Don't buy online. Go into the store and try them on. This will be your best guess on which boot will be best for you. Last time I bought boots I spent an hour trying on boots since boots are the single most important piece of equipment you could have.


----------



## fattrav (Feb 21, 2009)

boardneub said:


> How about something like this?
> Ride 2011 Ride Orion - The Boardshop: Specializing in Snow Boards, Skate Boards, Apparel
> or this?
> Salomon 2011 Salomon Faction - The Boardshop: Specializing in Snow Boards, Skate Boards, Apparel


I cant get the Ride site to show me the specs on the boot. The Salomons look pretty sweet though.

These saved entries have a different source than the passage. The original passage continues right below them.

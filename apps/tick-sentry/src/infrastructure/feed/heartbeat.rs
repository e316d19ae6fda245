//! Connection Liveness Monitor
//!
//! Watches the time since the last upstream message on one WebSocket
//! connection. Beats on a sub-second cadence while the connection is
//! healthy, asks for a protocol ping when the upstream has been quiet for a
//! while, and declares the connection stale when the quiet period exceeds
//! the staleness window.

use std::sync::Arc;
use std::time::{Duration, Instant};

use parking_lot::RwLock;
use tokio::sync::mpsc;
use tokio_util::sync::CancellationToken;

/// Configuration for liveness monitoring.
#[derive(Debug, Clone)]
pub struct LivenessConfig {
    /// Cadence of the monitor loop and of `Beat` events.
    pub beat_interval: Duration,
    /// Quiet period after which a protocol ping is requested.
    pub probe_after: Duration,
    /// Quiet period after which the connection is declared stale.
    pub stale_after: Duration,
}

impl Default for LivenessConfig {
    fn default() -> Self {
        Self {
            beat_interval: Duration::from_millis(300),
            probe_after: Duration::from_secs(5),
            stale_after: Duration::from_secs(20),
        }
    }
}

/// Events emitted by the liveness monitor.
#[derive(Debug, Clone, PartialEq, Eq)]
pub enum LivenessEvent {
    /// The connection looks alive.
    Beat,
    /// The upstream has been quiet; send a protocol ping.
    Probe,
    /// The quiet period exceeded the staleness window; reconnect.
    Stale,
}

/// Shared record of the last upstream activity on a connection.
#[derive(Debug)]
pub struct FeedPulse {
    last_upstream: RwLock<Instant>,
}

impl Default for FeedPulse {
    fn default() -> Self {
        Self::new()
    }
}

impl FeedPulse {
    /// Create a pulse that treats "now" as the last activity.
    #[must_use]
    pub fn new() -> Self {
        Self {
            last_upstream: RwLock::new(Instant::now()),
        }
    }

    /// Record upstream activity (any inbound frame counts).
    pub fn mark_upstream(&self) {
        *self.last_upstream.write() = Instant::now();
    }

    /// Time since the last upstream activity.
    #[must_use]
    pub fn quiet_for(&self) -> Duration {
        self.last_upstream.read().elapsed()
    }
}

/// Monitor loop over one connection's pulse.
pub struct LivenessMonitor {
    config: LivenessConfig,
    pulse: Arc<FeedPulse>,
    event_tx: mpsc::Sender<LivenessEvent>,
    cancel: CancellationToken,
}

impl LivenessMonitor {
    /// Create a monitor over the given pulse.
    #[must_use]
    pub const fn new(
        config: LivenessConfig,
        pulse: Arc<FeedPulse>,
        event_tx: mpsc::Sender<LivenessEvent>,
        cancel: CancellationToken,
    ) -> Self {
        Self {
            config,
            pulse,
            event_tx,
            cancel,
        }
    }

    /// Run until cancelled or the connection goes stale.
    pub async fn run(self) {
        let mut interval = tokio::time::interval(self.config.beat_interval);
        interval.set_missed_tick_behavior(tokio::time::MissedTickBehavior::Skip);

        loop {
            tokio::select! {
                () = self.cancel.cancelled() => {
                    tracing::debug!("liveness monitor cancelled");
                    break;
                }
                _ = interval.tick() => {
                    if self.assess().await.is_err() {
                        break;
                    }
                }
            }
        }
    }

    /// Classify the current quiet period and emit the matching event.
    ///
    /// Returns `Err(())` when the loop should exit (stale or orphaned).
    async fn assess(&self) -> Result<(), ()> {
        let quiet = self.pulse.quiet_for();

        let event = if quiet > self.config.stale_after {
            tracing::warn!(
                quiet_ms = quiet.as_millis(),
                stale_after_ms = self.config.stale_after.as_millis(),
                "upstream connection stale"
            );
            LivenessEvent::Stale
        } else if quiet > self.config.probe_after {
            LivenessEvent::Probe
        } else {
            LivenessEvent::Beat
        };

        let stale = event == LivenessEvent::Stale;
        if self.event_tx.send(event).await.is_err() {
            tracing::debug!("liveness event channel closed");
            return Err(());
        }
        if stale { Err(()) } else { Ok(()) }
    }
}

Are you looking to buy in a shop or online?


----------



## boardneub (Nov 26, 2011)

Forsure in person gotta try them on,


and odd the rides arnt working...

2011 Ride Orion Boot Features:
LINER: Intuition Plush Foam Liner Technology, W/ Aegis Antimicrobrial Coating
LINER FIT: External J Bars
UNDER FOOT CONSTRUCTION: Die Cut EVA Insole
SOLE: Track Sole
LINER LACING: Lock Down
SHELL LACING: Traditional Lacing W/ Plastic Speed Hooks

For the progressing rider looking for comfort and user-friendly performance, the Orion snowboard boot is where it's at. Featuring heat-moldable Intuition™ Plush Liner Technology for super cush support and a great fit, and the Lock Down™ Liner Speed Lace makes getting in and out just a quick pull away!


----------



## fattrav (Feb 21, 2009)

boardneub said:


> Forsure in person gotta try them on,


Nice stuff dude, this makes me happy. Really then, your local shop might not stock any of these models that you've listed on here, so, go in and try some on, work with the boot guy (or gal, girls can fit boots too in this day and age, and you get to pay them less for it) and see what what works out best for your foot, because ill fitting boots is the worst. 

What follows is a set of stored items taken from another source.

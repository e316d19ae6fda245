//! Venue Feed Adapters
//!
//! WebSocket adapters implementing the `ExchangeFeed` port. Each `listen`
//! call owns one upstream connection at a time, deduplicates top-of-book
//! updates, and forwards mid-price ticks into the owning sentry's mailbox.
//! Reconnection with exponential backoff and connection liveness monitoring
//! live here, inside the adapter, invisible to the sentry.

pub mod binance;
pub mod codec;
pub mod dedup;
pub mod heartbeat;
pub mod reconnect;

pub use binance::{BinanceFeed, BinanceFeedConfig};
pub use dedup::QuoteDeduper;
pub use heartbeat::{FeedPulse, LivenessConfig, LivenessEvent, LivenessMonitor};
pub use reconnect::{ReconnectConfig, ReconnectPolicy};
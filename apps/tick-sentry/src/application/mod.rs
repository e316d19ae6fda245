//! Application Layer - Use cases and port definitions.
//!
//! This layer contains the application services and port interfaces
//! that define how the domain interacts with external systems.

/// Port interfaces for external systems (feed, callback, catalog).
pub mod ports;

/// Application services for registration and service info.
pub mod services;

(the rides look pretty sweet by the way).


----------



## boardneub (Nov 26, 2011)

Yea they doo! Trouble is there super far away.. over 2 hours one way.. Maybe a local shop can order them? Although i would need to try them on first.. And the color matches my jacket perfect!


----------



## fattrav (Feb 21, 2009)

Those Salomons Factions with the green stripe colourway look pretty damned good to though. If you have no local snow shop, then I would wait until you are in close proximity to one. So that you can get them fitted properly.


----------